Saturday, June 09, 2007

Singh (not precedential): IJ Imroperly Speculated About How India Operates

In Singh v. Gonzales, No. 06-3268 (3d Cir. June 6, 2007) (not precedential), the Third Circuit overturned Immigration Judge Mirlande Tadal and the BIA for improperly making assumptions about how India operates when they denied an asylum-seeker's claim.

IJ Tadal in Elizabeth, New Jersey made mistakes when trying to figure out whether the person seeking asylum was believable. It makes sense that a judge must consider all the evidence (pro and con) when deciding whether someone really was attacked in 2000 and 2001. In this case, the person seeking asylum submitted various documents to prove he was attacked twice. On the other hand, when he asked India for a passport to leave, he wrote down that he supposedly was not in India in the months he was attacked. The Third Circuit ruled that Judge Tadal and the BIA made fatal mistakes by not at least considering all of the evidence.

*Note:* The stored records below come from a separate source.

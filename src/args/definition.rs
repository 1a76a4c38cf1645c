//! Command-line argument definition.

use std::path::PathBuf;

use clap::{Parser, ValueEnum};
use scanmon::targets::TargetGroup;

/// scanmon - interactive ClamAV scans with live progress and a session summary
#[derive(Parser, Debug)]
#[command(name = "scanmon")]
#[command(version)]
#[command(about = "Interactive ClamAV scans with live progress and a session summary", long_about = None)]
#[allow(clippy::struct_excessive_bools)]
pub struct Args {
    /// Per-target scan timeout in seconds (overrides settings)
    #[arg(long, value_name = "SECS", value_parser = clap::value_parser!(u64).range(1..))]
    pub timeout: Option<u64>,

    /// Update the signature database without asking; a failed update is fatal
    #[arg(long, conflicts_with = "skip_update")]
    pub update: bool,

    /// Skip the signature database update
    #[arg(long)]
    pub skip_update: bool,

    /// Scan a predefined directory group without prompting
    #[arg(long, value_enum, conflicts_with = "path")]
    pub group: Option<GroupArg>,

    /// Scan a single path without prompting
    #[arg(long, value_name = "PATH")]
    pub path: Option<PathBuf>,

    /// Print the signature database status and exit
    #[arg(long)]
    pub db_status: bool,

    /// Write freshclam.conf and clamd.conf templates (never overwrites) and exit
    #[arg(long)]
    pub write_engine_config: bool,

    /// Disable colored output
    #[arg(long)]
    pub no_color: bool,

    /// Set the logging level (trace, debug, info, warn, error)
    #[arg(long, default_value = "info")]
    pub log_level: String,

    /// Enable verbose output (equivalent to --log-level debug)
    #[arg(short, long)]
    pub verbose: bool,

    /// Settings file to use instead of ~/.config/scanmon/settings.conf
    #[arg(long, value_name = "PATH")]
    pub config: Option<PathBuf>,
}

/// Target group names accepted by `--group`.
#[derive(Clone, Copy, Debug, PartialEq, Eq, ValueEnum)]
pub enum GroupArg {
    /// System library directories
    System,
    /// Application directories
    Applications,
    /// Startup script directories
    Scripts,
    /// Downloads, Documents and Desktop
    User,
    /// System logs
    Logs,
}

impl From<GroupArg> for TargetGroup {
    fn from(value: GroupArg) -> Self {
        match value {
            GroupArg::System => Self::System,
            GroupArg::Applications => Self::Applications,
            GroupArg::Scripts => Self::Scripts,
            GroupArg::User => Self::User,
            GroupArg::Logs => Self::Logs,
        }
    }
}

Next, Judge Tadal and the BIA also ignored (without explanation) the person's plausible explanation that he lied when he applied for a passport because others said saying he had left before would speed up his passport application in India. The Third Circuit ruled that was another fatal mistake.

Third, Judge Tadal and the BIA also made a fatal mistake by guessing that someone with an arrest warrant in India would not file for a replacement passport because perhaps India has a well-coordinate database to compare warrants with passport applications. The Third Circuit ruled, however, that the IJ and BIA's guess was "sheer speculation." Who knows how well-coordinated India is!

Finally, IJ Tadal and the BIA made an error that the Third Circuit was pointed out in several decisions over the past few years. I wonder if they are getting tired of seeing the same mistake repeated -- before complaining that someone did not provide corroborating evidence, an IJ must identify the facts, decide whether there is adequate corroboration, and analyze whether there is an adequate explanation why there isn't more corroboration. Here, the IJ and BIA complained that the person fleeing India did not provide a copy of his arrest warrant -- even though that warrant "presumably is in the possession of his persecutors" (citing the important In re S-M-J- case by the BIA in 1997).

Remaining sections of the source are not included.